## WHAT IS EXPECTED
Search through the entries for the word "bugfix" and copy every line that has it.

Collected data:

impl Fixture {
    /// Components are `(name, url)`; every url gets a fresh remote.
    fn new(git: FakeGit, components: &[(&str, &str)]) -> Self {
        let temp = tempfile::tempdir().unwrap();
        let git = Arc::new(
            components
                .iter()
                .fold(git, |git, (_, url)| git.with_remote(url, &[])),
        );
        let cache = ComponentCache::new(temp.path(), "origin", git.clone()).quiet();
        let mut components: Vec<_> = components
            .iter()
            .map(|(name, url)| Component::new(*name, *url))
            .collect();
        components.sort();
        let registry = registry::build(&components, &cache).unwrap();
        git.clear_calls();
        Self {
            _temp: temp,
            git,
            cache,
            components,
            registry,
            cancel: CancellationToken::new(),
        }
    }

    /// `web` (u1) and `api` (u2) with no branches yet.
    fn web_and_api() -> Self {
        Self::new(FakeGit::new(), &[("web", "u1"), ("api", "u2")])
    }

    fn path(&self, component: &str) -> std::path::PathBuf {
        self.cache.path_for(&Component::new(component, ""))
    }

    fn flow(&mut self, args: &[&str]) -> MuxResult<(FlowReport, Vec<String>)> {
        let args: Vec<String> = args.iter().map(|a| (*a).to_string()).collect();
        let FlowCommand::Run(request) = args::parse(&args, &BranchType::ALL)? else {
            panic!("expected a runnable request for {args:?}");
        };
        let mut console = MemoryConsole::new();
        let report = FlowDispatcher::new(&self.components, &self.cache, &mut self.registry)
            .with_cancel_token(self.cancel.clone())
            .run(&request, &mut console)?;
        Ok((report, console.lines().to_vec()))
    }

    fn assert_all_on_scratch(&self) {
        for component in &self.components {
            let path = self.cache.path_for(component);
            assert_eq!(
                self.git.checked_out(&path).as_deref(),
                Some("scratch"),
                "{} left off scratch",
                component.name()
            );
        }
    }

    fn carriers(&self, branch: &str) -> Vec<String> {
        self.registry.components_for(branch).into_iter().collect()
    }
}

fn flow_error(err: MuxError) -> FlowError {
    match err {
        MuxError::Flow(inner) => *inner,
        other => panic!("expected a flow error, got {other:?}"),
    }
}

fn parse(args: &[&str]) -> Result<FlowCommand, FlowError> {
    let args: Vec<String> = args.iter().map(|a| (*a).to_string()).collect();
    args::parse(&args, &BranchType::ALL)
}

// --- Parsing ---

#[test]
fn test_parse_help_and_version() {
    assert_eq!(parse(&[]).unwrap(), FlowCommand::Help(Vec::new()));
    assert_eq!(
        parse(&["feature", "help"]).unwrap(),
        FlowCommand::Help(vec!["feature".to_string(), "help".to_string()])
    );
    assert_eq!(parse(&["version"]).unwrap(), FlowCommand::Version);
}

#[test]
fn test_parse_rejects_init_and_unknown_words() {
    assert!(matches!(parse(&["init"]), Err(FlowError::InitNotSupported)));
    assert!(matches!(
        parse(&["bugfix", "start", "x"]),
        Err(FlowError::InvalidBranchType(t)) if t == "bugfix"
    ));
    assert!(matches!(
        parse(&["feature", "publish", "x"]),
        Err(FlowError::InvalidCommand(v)) if v == "publish"
    ));
    assert!(matches!(
        parse(&["feature", "finish"]),
        Err(FlowError::MissingBranchName { .. })
    ));
}

#[test]
fn test_parse_unmuxed_type_rejected() {
    let args = vec!["hotfix".to_string(), "list".to_string()];
    let result = args::parse(&args, &[BranchType::Feature]);
    assert!(matches!(result, Err(FlowError::InvalidBranchType(t)) if t == "hotfix"));
}

#[test]
fn test_parse_bare_type_lists() {
    let FlowCommand::Run(request) = parse(&["release"]).unwrap() else {
        panic!("expected run");
    };
    assert_eq!(request.verb(), Verb::List);
    assert_eq!(request.tool_args(), ["release", "list"]);
    assert!(request.target().is_none());
}

#[test]
fn test_parse_start_name_validation() {
    for bad in ["Has_Upper", "bad_underscore"] {
        assert!(
            matches!(parse(&["feature", "start", bad]), Err(FlowError::InvalidBranchName(n)) if n == bad)
        );
    }
    let FlowCommand::Run(request) = parse(&["feature", "start", "cool-feature"]).unwrap() else {
        panic!("expected run");
    };
    assert_eq!(request.target().map(ToString::to_string).as_deref(), Some("feature/cool-feature"));
}

#[test]
fn test_parse_pull_keeps_remote_before_name() {
    let FlowCommand::Run(request) = parse(&["feature", "pull", "upstream", "shared"]).unwrap() else {
        panic!("expected run");
    };
    assert_eq!(request.remote(), Some("upstream"));
    assert_eq!(request.tool_args(), ["feature", "pull", "upstream", "shared"]);
    assert_eq!(request.target().map(|b| b.name().to_string()).as_deref(), Some("shared"));
}
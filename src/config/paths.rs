// git-mux: Multi-Repository Branch Multiplexer
//
// SPDX-FileCopyrightText: 2026 Romeo Ahmed
// SPDX-License-Identifier: GPL-3.0-or-later

//! Path configuration.
//!
//! ```text
//! ~/.git-mux/          (root)
//!   repos/
//!     api/             one working copy per component
//!     web/
//! ~/.git-mux-data/     (data: clone of the shared status repo)
//! ~/.git-mux-lock      (lock: machine-wide process lock)
//! ```
//!
//! All paths are optional. Relative paths resolve against `root`, and `root`
//! itself defaults to a directory under the user's home.

use serde::{Deserialize, Serialize};
use std::path::{Path, PathBuf};

use crate::error::{ConfigError, MuxResult};

/// Name shared by the default root, data and lock locations.
pub const APP_DIR_NAME: &str = ".git-mux";

/// Working copy and shared-state locations.
#[derive(Debug, Clone, Default, Serialize, Deserialize)]
#[serde(default, deny_unknown_fields)]
pub struct PathsConfig {
    /// Tool root (default: `~/.git-mux`).
    #[serde(skip_serializing_if = "Option::is_none")]
    pub root: Option<PathBuf>,
    /// Component working copies (default: `root/repos`).
    #[serde(skip_serializing_if = "Option::is_none")]
    pub repos: Option<PathBuf>,
    /// Local clone of the shared data repository (default: `~/.git-mux-data`).
    #[serde(skip_serializing_if = "Option::is_none")]
    pub data: Option<PathBuf>,
    /// Process lock file (default: `~/.git-mux-lock`).
    #[serde(skip_serializing_if = "Option::is_none")]
    pub lock: Option<PathBuf>,
}

impl PathsConfig {
    /// Resolve relative paths and fill in defaults using the user's home.
    ///
    /// # Errors
    ///
    /// Returns `ConfigError::HomeNotFound` if a default is needed and the home
    /// directory cannot be determined.
    pub fn resolve(&mut self) -> MuxResult<()> {
        if self.root.is_some() && self.data.is_some() && self.lock.is_some() {
            self.resolve_with_home(Path::new(""));
            return Ok(());
        }
        let home = dirs::home_dir().ok_or(ConfigError::HomeNotFound)?;
        self.resolve_with_home(&home);
        Ok(())
    }

    /// Resolve against an explicit home directory.
    pub fn resolve_with_home(&mut self, home: &Path) {
        let root = self
            .root
            .clone()
            .unwrap_or_else(|| home.join(APP_DIR_NAME));
        self.root = Some(root.clone());

        let resolve = |path: &mut Option<PathBuf>, default: PathBuf| match path {
            Some(p) if p.is_relative() => {
                *path = Some(root.join(p.clone()));
            }
            None => {
                *path = Some(default);
            }
            _ => {}
        };

        resolve(&mut self.repos, root.join("repos"));
        resolve(&mut self.data, home.join(format!("{APP_DIR_NAME}-data")));
        resolve(&mut self.lock, home.join(format!("{APP_DIR_NAME}-lock")));
    }

    /// Directory holding one working copy per component.
    ///
    /// # Errors
    ///
    /// Returns `ConfigError::MissingKey` if paths were never resolved.
    pub fn repos(&self) -> MuxResult<&Path> {
        Self::required(self.repos.as_deref(), "repos")
    }

    /// Local clone of the shared data repository.
    ///
    /// # Errors
    ///
    /// Returns `ConfigError::MissingKey` if paths were never resolved.
    pub fn data(&self) -> MuxResult<&Path> {
        Self::required(self.data.as_deref(), "data")
    }

    /// Process lock file.
    ///
    /// # Errors
    ///
    /// Returns `ConfigError::MissingKey` if paths were never resolved.
    pub fn lock(&self) -> MuxResult<&Path> {
        Self::required(self.lock.as_deref(), "lock")
    }

    fn required<'a>(path: Option<&'a Path>, key: &str) -> MuxResult<&'a Path> {
        path.ok_or_else(|| {
            ConfigError::MissingKey {
                section: "paths".to_string(),
                key: key.to_string(),
            }
            .into()
        })
    }
}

## FINISHED EXERCISE
        parse(&["bugfix", "start", "x"]),
        Err(FlowError::InvalidBranchType(t)) if t == "bugfix"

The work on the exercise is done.